Clive Paget 

Hugh Cutting: Refound album review – an idiosyncratic and profoundly satisfying collection

The Kathleen Ferrier award-winning countertenor’s debut recital album showcases his warm tone and effortless musical line – and his originality
  
  

A woman and a man in black shirts and light trousers
Worthy partners … Hugh Cutting with Audrey Hyland. Photograph: Matthew Johnson

In 2021 Hugh Cutting was the first countertenor to win the Kathleen Ferrier award. Since then, he’s been consistently admired for his warm tone, effortless musical line and theatrical originality. His debut recital album continues that trend, but don’t expect the usual lineup of Handel arias or Dowland lute songs. On Refound, a collection of art songs with reinvention at its heart, his choices are eclectic, idiosyncratic even, but also profoundly satisfying.

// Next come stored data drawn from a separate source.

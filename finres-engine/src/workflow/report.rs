// Status Report - Plain-Text Table of Resolved and Unresolved Metrics

use crate::types::Resolution;
use crate::workflow::DocumentResolution;
use std::fmt::Write;

const HEADERS: [&str; 7] = [
    "METRIC",
    "PERIOD",
    "STATUS",
    "VALUE",
    "CONFIDENCE",
    "METHOD",
    "SOURCE / REASON",
];

fn row(document: &DocumentResolution, resolution: &Resolution) -> [String; 7] {
    let (status, value, confidence, detail) = if resolution.is_resolved() {
        let source = document
            .chosen(resolution)
            .map(|c| c.provenance().to_string())
            .unwrap_or_default();
        (
            "resolved",
            resolution.value.map(|v| v.to_string()).unwrap_or_default(),
            resolution
                .confidence
                .map(|c| format!("{:.2}", c))
                .unwrap_or_default(),
            source,
        )
    } else {
        let reason = resolution
            .unresolved_reason
            .map(|r| r.describe().to_string())
            .unwrap_or_else(|| resolution.rationale.clone());
        ("unresolved", "-".to_string(), "-".to_string(), reason)
    };

    [
        resolution.metric.to_string(),
        resolution.period_label(),
        status.to_string(),
        value,
        confidence,
        resolution.method.to_string(),
        detail,
    ]
}

/// Render every resolution of a document as an aligned text table
pub fn render_report(document: &DocumentResolution) -> String {
    let rows: Vec<[String; 7]> = document
        .resolutions
        .iter()
        .map(|r| row(document, r))
        .collect();

    let mut widths = HEADERS.map(str::len);
    for cells in &rows {
        for (width, cell) in widths.iter_mut().zip(cells) {
            *width = (*width).max(cell.chars().count());
        }
    }

    let mut out = String::new();
    let _ = writeln!(
        out,
        "Document {} (run {})",
        document.document_id, document.run_id
    );

    let header: Vec<String> = HEADERS.iter().map(|h| h.to_string()).collect();
    write_line(&mut out, &header, &widths);
    let rule: Vec<String> = widths.iter().map(|w| "-".repeat(*w)).collect();
    write_line(&mut out, &rule, &widths);
    for cells in &rows {
        write_line(&mut out, cells, &widths);
    }

    let resolved = document.resolved_count();
    let summary = &document.summary;
    let _ = writeln!(
        out,
        "\n{} resolved, {} unresolved | {} candidates | verdicts: {} pass, {} warning, {} fail",
        resolved,
        document.resolutions.len() - resolved,
        document.candidates.len(),
        summary.passed,
        summary.warnings,
        summary.failed
    );
    for issue in &summary.common_issues {
        let _ = writeln!(
            out,
            "  {} {:?}: {}",
            issue.rule, issue.outcome, issue.count
        );
    }

    let derived = document.derived_metrics();
    if !derived.is_empty() {
        let _ = writeln!(out, "\nDerived:");
        for metric in &derived {
            let _ = writeln!(
                out,
                "  {} {}: {}",
                metric.id,
                metric.period,
                metric.value.round_dp(4).normalize()
            );
        }
    }

    out
}

fn write_line(out: &mut String, cells: &[String], widths: &[usize; 7]) {
    let line: Vec<String> = cells
        .iter()
        .zip(widths)
        .map(|(cell, width)| format!("{:<width$}", cell, width = *width))
        .collect();
    let _ = writeln!(out, "{}", line.join("  ").trim_end());
}
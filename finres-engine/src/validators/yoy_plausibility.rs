// Year-over-Year Plausibility - Change Against the Prior Resolved Period
//
// Outside the configured band is a warning, never a fail. A move from
// profit to loss on a sign-sensitive metric also warns.

use crate::config::ValidationConfig;
use crate::types::{Candidate, MetricDefinition, RuleName, Verdict};
use crate::validators::relative_change;
use rust_decimal::Decimal;

pub fn check(
    candidate: &Candidate,
    definition: &MetricDefinition,
    prior: Option<Decimal>,
    config: &ValidationConfig,
) -> Option<Verdict> {
    let prior = prior?;
    if prior.is_zero() {
        return None;
    }

    let current = candidate.normalized_value();

    if config.warn_on_sign_flip
        && definition.sign_sensitive
        && prior.is_sign_positive()
        && current.is_sign_negative()
        && !current.is_zero()
    {
        return Some(Verdict::warning(
            candidate,
            RuleName::YoyPlausibility,
            format!(
                "{} turned from profit {} to loss {}",
                definition.id, prior, current
            ),
        ));
    }

    let change = relative_change(current, prior)?;

    if change > config.yoy_max_growth || change < config.yoy_min_growth {
        return Some(Verdict::warning(
            candidate,
            RuleName::YoyPlausibility,
            format!(
                "{} changed {:+.1}% from prior period ({} -> {}), outside [{:+.0}%, {:+.0}%]",
                definition.id,
                change * 100.0,
                prior,
                current,
                config.yoy_min_growth * 100.0,
                config.yoy_max_growth * 100.0
            ),
        ));
    }

    Some(Verdict::pass(
        candidate,
        RuleName::YoyPlausibility,
        format!("{:+.1}% change from prior period", change * 100.0),
    ))
}

#[cfg(test)]
mod tests {
    use super::*;
    use crate::registry::builtin_definitions;
    use crate::test_support::candidate;
    use crate::types::{MetricId, VerdictOutcome};

    fn ebitda() -> MetricDefinition {
        builtin_definitions()
            .into_iter()
            .find(|d| d.id == MetricId::Ebitda)
            .unwrap()
    }

    fn millions(v: i64) -> Decimal {
        Decimal::new(v, 0) * Decimal::new(1_000_000, 0)
    }

    #[test]
    fn test_fifty_fold_jump_warns() {
        let c = candidate("e", MetricId::Ebitda, Decimal::new(5000, 0), "millions", 0.8);
        let verdict =
            check(&c, &ebitda(), Some(millions(100)), &ValidationConfig::default()).unwrap();
        assert_eq!(verdict.outcome, VerdictOutcome::Warning);
    }

    #[test]
    fn test_modest_growth_passes() {
        let c = candidate("e", MetricId::Ebitda, Decimal::new(120, 0), "millions", 0.8);
        let verdict =
            check(&c, &ebitda(), Some(millions(100)), &ValidationConfig::default()).unwrap();
        assert_eq!(verdict.outcome, VerdictOutcome::Pass);
    }

    #[test]
    fn test_profit_to_loss_warns() {
        let c = candidate("e", MetricId::Ebitda, Decimal::new(-5, 0), "millions", 0.8);
        let verdict =
            check(&c, &ebitda(), Some(millions(100)), &ValidationConfig::default()).unwrap();
        assert_eq!(verdict.outcome, VerdictOutcome::Warning);
        assert!(verdict.message.contains("loss"));
    }

    #[test]
    fn test_sign_flip_warning_can_be_disabled() {
        let config = ValidationConfig {
            warn_on_sign_flip: false,
            yoy_min_growth: -2.0,
            ..ValidationConfig::default()
        };
        let c = candidate("e", MetricId::Ebitda, Decimal::new(-5, 0), "millions", 0.8);
        let verdict = check(&c, &ebitda(), Some(millions(100)), &config).unwrap();
        assert_eq!(verdict.outcome, VerdictOutcome::Pass);
    }

    #[test]
    fn test_no_prior_or_zero_prior_not_applicable() {
        let c = candidate("e", MetricId::Ebitda, Decimal::new(50, 0), "millions", 0.8);
        let config = ValidationConfig::default();
        assert!(check(&c, &ebitda(), None, &config).is_none());
        assert!(check(&c, &ebitda(), Some(Decimal::ZERO), &config).is_none());
    }
}
//! Configuration loading and config file resolution
//!
//! Config file priority order:
//! 1. Command-line argument (highest priority)
//! 2. Environment variable
//! 3. `finres.toml` in the working directory
//! 4. `<user config dir>/finres/config.toml`
//!
//! When none of these exist, callers fall back to compiled defaults.

use crate::{Error, Result};
use serde::de::DeserializeOwned;
use serde::Deserialize;
use std::path::{Path, PathBuf};
use tracing::{info, warn};

/// Environment variable naming the config file
pub const CONFIG_ENV_VAR: &str = "FINRES_CONFIG";

/// Config file name looked up in the working directory
pub const LOCAL_CONFIG_FILE: &str = "finres.toml";

/// Logging configuration
#[derive(Debug, Clone, Deserialize)]
pub struct LoggingConfig {
    /// Log level (trace, debug, info, warn, error)
    #[serde(default = "default_log_level")]
    pub level: String,

    /// Log file path (optional, logs to stderr if not specified)
    #[serde(default)]
    pub file: Option<PathBuf>,
}

impl Default for LoggingConfig {
    fn default() -> Self {
        Self {
            level: default_log_level(),
            file: None,
        }
    }
}

fn default_log_level() -> String {
    "info".to_string()
}

/// Resolves which config file (if any) should be loaded
pub struct ConfigPathResolver {
    env_var_name: String,
    local_dir: PathBuf,
}

impl ConfigPathResolver {
    pub fn new() -> Self {
        Self {
            env_var_name: CONFIG_ENV_VAR.to_string(),
            local_dir: PathBuf::from("."),
        }
    }

    /// Override the environment variable consulted at priority 2
    pub fn with_env_var(mut self, name: &str) -> Self {
        self.env_var_name = name.to_string();
        self
    }

    /// Override the directory searched for `finres.toml`
    pub fn with_local_dir(mut self, dir: impl Into<PathBuf>) -> Self {
        self.local_dir = dir.into();
        self
    }

    /// Resolve the config file path
    ///
    /// # Arguments
    /// * `cli_arg` - Path given on the command line, if any
    ///
    /// # Returns
    /// * `Some(path)` for an explicit or discovered file, `None` when defaults apply
    pub fn resolve(&self, cli_arg: Option<&Path>) -> Option<PathBuf> {
        // Priority 1: Command-line argument
        if let Some(path) = cli_arg {
            return Some(path.to_path_buf());
        }

        // Priority 2: Environment variable
        if let Ok(path) = std::env::var(&self.env_var_name) {
            if !path.trim().is_empty() {
                return Some(PathBuf::from(path));
            }
        }

        // Priority 3: Working directory
        let local = self.local_dir.join(LOCAL_CONFIG_FILE);
        if local.exists() {
            return Some(local);
        }

        // Priority 4: User config directory
        dirs::config_dir()
            .map(|d| d.join("finres").join("config.toml"))
            .filter(|p| p.exists())
    }
}

impl Default for ConfigPathResolver {
    fn default() -> Self {
        Self::new()
    }
}

/// Load and deserialize a TOML file
///
/// # Arguments
/// * `path` - TOML file to read
///
/// # Returns
/// * Deserialized value, or `Error::Io` / `Error::Config` on failure
pub fn load_toml<T: DeserializeOwned>(path: &Path) -> Result<T> {
    let content = std::fs::read_to_string(path)?;
    toml::from_str(&content)
        .map_err(|e| Error::Config(format!("Failed to parse {}: {}", path.display(), e)))
}

/// Load a TOML file if a path was resolved, otherwise use compiled defaults
///
/// An explicitly resolved path that does not exist is an error; a missing
/// optional file is not.
pub fn load_or_default<T: DeserializeOwned + Default>(path: Option<&Path>) -> Result<T> {
    match path {
        Some(path) => {
            if !path.exists() {
                return Err(Error::Config(format!(
                    "Config file not found: {}",
                    path.display()
                )));
            }
            info!("Loading configuration from {}", path.display());
            load_toml(path)
        }
        None => {
            warn!("No config file found, using built-in defaults");
            Ok(T::default())
        }
    }
}
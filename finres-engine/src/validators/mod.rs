// Deterministic Validator - Rule Set for One (Metric, Period) Group
//
// Rules: unit consistency, range check, arithmetic closure, year-over-year
// plausibility. Any `fail` verdict removes a candidate from selection.

pub mod arithmetic_closure;
pub mod range_check;
pub mod summary;
pub mod unit_consistency;
pub mod yoy_plausibility;

use crate::context::ResolutionContext;
use crate::types::{Candidate, ResolvedLedger, Verdict};
use rust_decimal::prelude::*;
use tracing::debug;

pub use summary::ValidationSummary;
pub use unit_consistency::cluster_by_value;

/// Values resolved outside the group that rules may consult
#[derive(Debug, Clone, Copy)]
pub struct RuleInputs<'a> {
    /// Resolved value of the same metric for the preceding period of the same kind
    pub prior: Option<Decimal>,

    /// Resolved values of other metrics (closure constituents)
    pub ledger: &'a ResolvedLedger,
}

/// Run every rule over one group
///
/// # Arguments
/// * `candidates` - All candidates for one metric and period
/// * `ctx` - Resolution context (registry, tolerances)
/// * `inputs` - Prior-period and constituent values
///
/// # Returns
/// * One verdict per applicable (candidate, rule) pair
pub fn validate_group(
    candidates: &[Candidate],
    ctx: &ResolutionContext,
    inputs: &RuleInputs<'_>,
) -> Vec<Verdict> {
    let Some(first) = candidates.first() else {
        return Vec::new();
    };
    let Some(definition) = ctx.registry.get(first.metric()) else {
        return Vec::new();
    };
    let config = &ctx.validation;

    let mut verdicts = unit_consistency::check(candidates, config.unit_tolerance);

    for candidate in candidates {
        verdicts.push(range_check::check(
            candidate,
            definition,
            config.range_warning_margin,
        ));

        if let Some(verdict) = arithmetic_closure::check(
            candidate,
            definition,
            inputs.ledger,
            config.closure_tolerance,
        ) {
            verdicts.push(verdict);
        }

        if let Some(verdict) =
            yoy_plausibility::check(candidate, definition, inputs.prior, config)
        {
            verdicts.push(verdict);
        }
    }

    debug!(
        "Validated {} {}: {} candidates, {} verdicts ({} fail)",
        first.metric(),
        first.period(),
        candidates.len(),
        verdicts.len(),
        verdicts.iter().filter(|v| v.is_fail()).count()
    );

    verdicts
}

/// Candidates without any `fail` verdict
pub fn survivors<'c>(candidates: &'c [Candidate], verdicts: &[Verdict]) -> Vec<&'c Candidate> {
    candidates
        .iter()
        .filter(|c| {
            !verdicts
                .iter()
                .any(|v| v.candidate_id == c.id() && v.is_fail())
        })
        .collect()
}

/// `|a - b| <= tolerance * max(|a|, |b|)`
///
/// False when the arithmetic overflows.
pub fn within_tolerance(a: Decimal, b: Decimal, tolerance: f64) -> bool {
    let scale = a.abs().max(b.abs());
    if scale.is_zero() {
        return true;
    }
    let tolerance = Decimal::from_f64(tolerance).unwrap_or(Decimal::ZERO);
    match (a.checked_sub(b), tolerance.checked_mul(scale)) {
        (Some(diff), Some(allowed)) => diff.abs() <= allowed,
        _ => false,
    }
}

/// `(current - prior) / |prior|` as a float
///
/// None when `prior` is zero or the arithmetic overflows.
pub fn relative_change(current: Decimal, prior: Decimal) -> Option<f64> {
    if prior.is_zero() {
        return None;
    }
    current
        .checked_sub(prior)?
        .checked_div(prior.abs())?
        .to_f64()
}
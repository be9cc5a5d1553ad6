// Label Standardizer - Free-Text Labels to Canonical Metrics
//
// An ordered registry of (pattern, metric) entries. Entries are tried from
// most to least specific so "Adjusted EBITDA" never falls through to "EBITDA".

use crate::config::LabelMapping;
use crate::types::MetricId;
use once_cell::sync::Lazy;
use regex::Regex;
use tracing::warn;

/// Built-in surface forms
const BUILTIN_LABELS: &[(&str, MetricId)] = &[
    ("revenue", MetricId::Revenue),
    ("revenues", MetricId::Revenue),
    ("total revenue", MetricId::Revenue),
    ("net revenue", MetricId::Revenue),
    ("group revenue", MetricId::Revenue),
    ("sales", MetricId::Revenue),
    ("net sales", MetricId::Revenue),
    ("turnover", MetricId::Revenue),
    ("cost of sales", MetricId::CostOfSales),
    ("cost of revenue", MetricId::CostOfSales),
    ("cost of goods sold", MetricId::CostOfSales),
    ("cogs", MetricId::CostOfSales),
    ("gross profit", MetricId::GrossProfit),
    ("operating expenses", MetricId::OperatingExpenses),
    ("total operating expenses", MetricId::OperatingExpenses),
    ("opex", MetricId::OperatingExpenses),
    ("operating profit", MetricId::OperatingProfit),
    ("operating income", MetricId::OperatingProfit),
    ("profit from operations", MetricId::OperatingProfit),
    ("ebit", MetricId::OperatingProfit),
    ("ebitda", MetricId::Ebitda),
    ("adjusted ebitda", MetricId::AdjustedEbitda),
    ("underlying ebitda", MetricId::AdjustedEbitda),
    ("ebitda margin", MetricId::EbitdaMargin),
    ("adjusted ebitda margin", MetricId::EbitdaMargin),
    ("underlying ebitda margin", MetricId::EbitdaMargin),
    ("net income", MetricId::NetIncome),
    ("net profit", MetricId::NetIncome),
    ("profit for the year", MetricId::NetIncome),
    ("profit for the period", MetricId::NetIncome),
    ("profit after tax", MetricId::NetIncome),
    ("total debt", MetricId::TotalDebt),
    ("gross debt", MetricId::TotalDebt),
    ("borrowings", MetricId::TotalDebt),
    ("total borrowings", MetricId::TotalDebt),
    ("net debt", MetricId::NetDebt),
    ("cash", MetricId::Cash),
    ("cash at bank", MetricId::Cash),
    ("cash and cash equivalents", MetricId::Cash),
    ("total assets", MetricId::TotalAssets),
    ("current assets", MetricId::CurrentAssets),
    ("total current assets", MetricId::CurrentAssets),
    ("non current assets", MetricId::NonCurrentAssets),
    ("total non current assets", MetricId::NonCurrentAssets),
    ("total liabilities", MetricId::TotalLiabilities),
    ("current liabilities", MetricId::CurrentLiabilities),
    ("total current liabilities", MetricId::CurrentLiabilities),
    ("non current liabilities", MetricId::NonCurrentLiabilities),
    ("total non current liabilities", MetricId::NonCurrentLiabilities),
    ("total equity", MetricId::TotalEquity),
    ("shareholders equity", MetricId::TotalEquity),
    ("net assets", MetricId::TotalEquity),
    ("operating cash flow", MetricId::OperatingCashFlow),
    ("cash generated from operations", MetricId::OperatingCashFlow),
    ("net cash from operating activities", MetricId::OperatingCashFlow),
    ("net cash generated from operating activities", MetricId::OperatingCashFlow),
    ("free cash flow", MetricId::FreeCashFlow),
    ("employees", MetricId::Employees),
    ("headcount", MetricId::Employees),
    ("number of employees", MetricId::Employees),
    ("average number of employees", MetricId::Employees),
];

static PARENTHESIZED_RE: Lazy<Regex> = Lazy::new(|| Regex::new(r"\([^)]*\)").unwrap());

/// Label matched inside a longer text, as a byte span of the original text
#[derive(Debug, Clone, Copy, PartialEq, Eq)]
pub struct LabelMatch {
    pub metric: MetricId,
    pub start: usize,
    pub end: usize,
}

#[derive(Debug, Clone)]
struct LabelEntry {
    pattern: String,
    metric: MetricId,
    matcher: Regex,
}

/// Maps free-text labels to canonical metrics
#[derive(Debug, Clone)]
pub struct LabelStandardizer {
    entries: Vec<LabelEntry>,
}

impl LabelStandardizer {
    /// Built-in table plus `custom` mappings
    ///
    /// Custom mappings win ties of equal specificity.
    pub fn new(custom: &[LabelMapping]) -> Self {
        let pairs = custom
            .iter()
            .map(|m| (m.pattern.as_str(), m.metric))
            .chain(BUILTIN_LABELS.iter().copied());
        Self::from_entries(pairs)
    }

    /// Build from an explicit ordered table
    pub fn from_entries<'a>(pairs: impl IntoIterator<Item = (&'a str, MetricId)>) -> Self {
        let mut entries: Vec<LabelEntry> = pairs
            .into_iter()
            .filter_map(|(pattern, metric)| {
                let normalized = normalize_label(pattern);
                match build_matcher(&normalized) {
                    Some(matcher) => Some(LabelEntry {
                        pattern: normalized,
                        metric,
                        matcher,
                    }),
                    None => {
                        warn!("Ignoring unusable label pattern '{}'", pattern);
                        None
                    }
                }
            })
            .collect();

        // Stable sort keeps table order among equally specific entries
        entries.sort_by(|a, b| {
            word_count(&b.pattern)
                .cmp(&word_count(&a.pattern))
                .then_with(|| b.pattern.len().cmp(&a.pattern.len()))
        });

        Self { entries }
    }

    /// Map a label to its canonical metric
    ///
    /// # Arguments
    /// * `raw_label` - Label as printed (e.g. "Revenue (note 3)")
    ///
    /// # Returns
    /// * Metric of the longest matching span, the more specific entry on
    ///   equal spans; None for unmapped labels
    pub fn standardize(&self, raw_label: &str) -> Option<MetricId> {
        let masked = mask_label(raw_label);
        let mut best: Option<(usize, MetricId)> = None;
        for entry in &self.entries {
            if let Some(m) = entry.matcher.find(&masked) {
                let span = m.end() - m.start();
                if best.map_or(true, |(longest, _)| span > longest) {
                    best = Some((span, entry.metric));
                }
            }
        }
        best.map(|(_, metric)| metric)
    }

    /// Find every metric label in a longer text
    ///
    /// More specific entries claim their span first; overlapping weaker
    /// matches are dropped. Results are ordered by position.
    pub fn find_all(&self, text: &str) -> Vec<LabelMatch> {
        let masked = mask_label(text);
        let mut found: Vec<LabelMatch> = Vec::new();

        for entry in &self.entries {
            for m in entry.matcher.find_iter(&masked) {
                let overlaps = found.iter().any(|f| m.start() < f.end && f.start < m.end());
                if !overlaps {
                    found.push(LabelMatch {
                        metric: entry.metric,
                        start: m.start(),
                        end: m.end(),
                    });
                }
            }
        }

        found.sort_by_key(|m| m.start);
        found
    }
}

/// Normalize a label for comparison
///
/// Lowercases, drops parenthesized asides, treats punctuation as spaces and
/// collapses whitespace.
pub fn normalize_label(raw: &str) -> String {
    mask_label(raw)
        .split_whitespace()
        .collect::<Vec<_>>()
        .join(" ")
}

/// Lowercase copy with asides and punctuation blanked out
///
/// Byte offsets are preserved so matches map back onto the original text.
fn mask_label(raw: &str) -> String {
    let mut masked: String = raw
        .chars()
        .map(|c| {
            if c.is_alphanumeric() && c.is_ascii() {
                c.to_ascii_lowercase().to_string()
            } else if c.is_alphanumeric() {
                // Non-ASCII letters keep their width
                let lower: String = c.to_lowercase().collect();
                if lower.len() == c.len_utf8() {
                    lower
                } else {
                    c.to_string()
                }
            } else {
                " ".repeat(c.len_utf8())
            }
        })
        .collect();

    let spans: Vec<(usize, usize)> = PARENTHESIZED_RE
        .find_iter(raw)
        .map(|m| (m.start(), m.end()))
        .collect();
    for (start, end) in spans {
        masked.replace_range(start..end, &" ".repeat(end - start));
    }
    masked
}

fn word_count(pattern: &str) -> usize {
    pattern.split_whitespace().count()
}

/// Whole-word matcher; "and" is optional so "cash & cash equivalents" matches
fn build_matcher(normalized: &str) -> Option<Regex> {
    let words: Vec<&str> = normalized.split_whitespace().collect();
    if words.is_empty() {
        return None;
    }

    let mut pattern = String::from(r"\b");
    for (i, word) in words.iter().enumerate() {
        if *word == "and" && i > 0 && i + 1 < words.len() {
            pattern.push_str(r"(?:and\s+)?");
            continue;
        }
        pattern.push_str(&regex::escape(word));
        if i + 1 < words.len() {
            pattern.push_str(r"\s+");
        }
    }
    pattern.push_str(r"\b");
    Regex::new(&pattern).ok()
}
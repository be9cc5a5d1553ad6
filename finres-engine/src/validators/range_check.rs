// Range Check - Normalized Value Within the Metric's Plausible Range

use crate::types::{Candidate, MetricDefinition, RuleName, Verdict};
use rust_decimal::prelude::*;

/// Check one candidate against its metric's declared range
///
/// # Arguments
/// * `candidate` - Candidate to check
/// * `definition` - Metric definition holding `min`/`max` in base units
/// * `margin` - Share of a bound treated as near the boundary
///
/// # Returns
/// * `fail` outside the range, `warning` within `margin * |bound|` of a bound
pub fn check(candidate: &Candidate, definition: &MetricDefinition, margin: f64) -> Verdict {
    let value = candidate.normalized_value();

    if value < definition.min || value > definition.max {
        return Verdict::fail(
            candidate,
            RuleName::RangeCheck,
            format!(
                "{} value {} outside plausible range [{}, {}]",
                definition.display_name, value, definition.min, definition.max
            ),
        );
    }

    let margin = Decimal::from_f64(margin).unwrap_or(Decimal::ZERO);
    let near = |bound: Decimal| match (value.checked_sub(bound), margin.checked_mul(bound.abs())) {
        (Some(distance), Some(allowed)) => distance.abs() <= allowed,
        _ => false,
    };

    if near(definition.min) || near(definition.max) {
        return Verdict::warning(
            candidate,
            RuleName::RangeCheck,
            format!(
                "{} value {} is near the edge of [{}, {}]",
                definition.display_name, value, definition.min, definition.max
            ),
        );
    }

    Verdict::pass(candidate, RuleName::RangeCheck, "Within plausible range")
}

#[cfg(test)]
mod tests {
    use super::*;
    use crate::registry::builtin_definitions;
    use crate::test_support::candidate;
    use crate::types::{MetricId, VerdictOutcome};

    fn definition(id: MetricId) -> MetricDefinition {
        builtin_definitions().into_iter().find(|d| d.id == id).unwrap()
    }

    #[test]
    fn test_negative_revenue_fails() {
        let c = candidate("a", MetricId::Revenue, Decimal::new(-5, 0), "millions", 0.9);
        let verdict = check(&c, &definition(MetricId::Revenue), 0.05);
        assert_eq!(verdict.outcome, VerdictOutcome::Fail);
    }

    #[test]
    fn test_typical_value_passes() {
        let c = candidate("a", MetricId::Revenue, Decimal::new(500, 0), "millions", 0.9);
        let verdict = check(&c, &definition(MetricId::Revenue), 0.05);
        assert_eq!(verdict.outcome, VerdictOutcome::Pass);
    }

    #[test]
    fn test_near_upper_bound_warns() {
        let mut def = definition(MetricId::Revenue);
        def.max = Decimal::new(1_000_000_000, 0);
        let c = candidate("a", MetricId::Revenue, Decimal::new(980, 0), "millions", 0.9);
        let verdict = check(&c, &def, 0.05);
        assert_eq!(verdict.outcome, VerdictOutcome::Warning);
    }

    #[test]
    fn test_extreme_bounds_do_not_overflow() {
        let mut def = definition(MetricId::NetDebt);
        def.min = Decimal::MIN;
        def.max = Decimal::MAX;
        let c = candidate("a", MetricId::NetDebt, Decimal::new(-40, 0), "millions", 0.9);
        let verdict = check(&c, &def, 0.5);
        assert_eq!(verdict.outcome, VerdictOutcome::Pass);
    }
}
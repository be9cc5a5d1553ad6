//! Candidate generation: amount parsing, confidence scoring and the generator

pub mod generator;
pub mod numbers;
pub mod scoring;

pub use generator::CandidateGenerator;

Connections and parallels abound. Ravel’s reworkings of Greek folk song pair with Vaughan Williams’ Linden Lea, Dvořák’s Biblical Songs mirror Howells’ medieval carol setting, Come Sing and Dance. It’s Cutting’s plush yet flexible voice, however, that ties it all together. His handling of text, a willingness to go deep, and an impeccable musical sensitivity illuminate each song, from Piers Connor Kennedy’s wartime reflections to Tom Lehrer’s Poisoning Pigeons in the Park (sung here as a baritone).

Audrey Hyland is a worthy partner throughout, whether cushioning the vocal line in French Melodies by Hahn and Bonis or bringing drama to Lieder by Wolf. Ending with the spoken word – a Schubert rarity for reciter and piano – is a surprise, but if Cutting has taught us anything by this point, it is to expect the unexpected.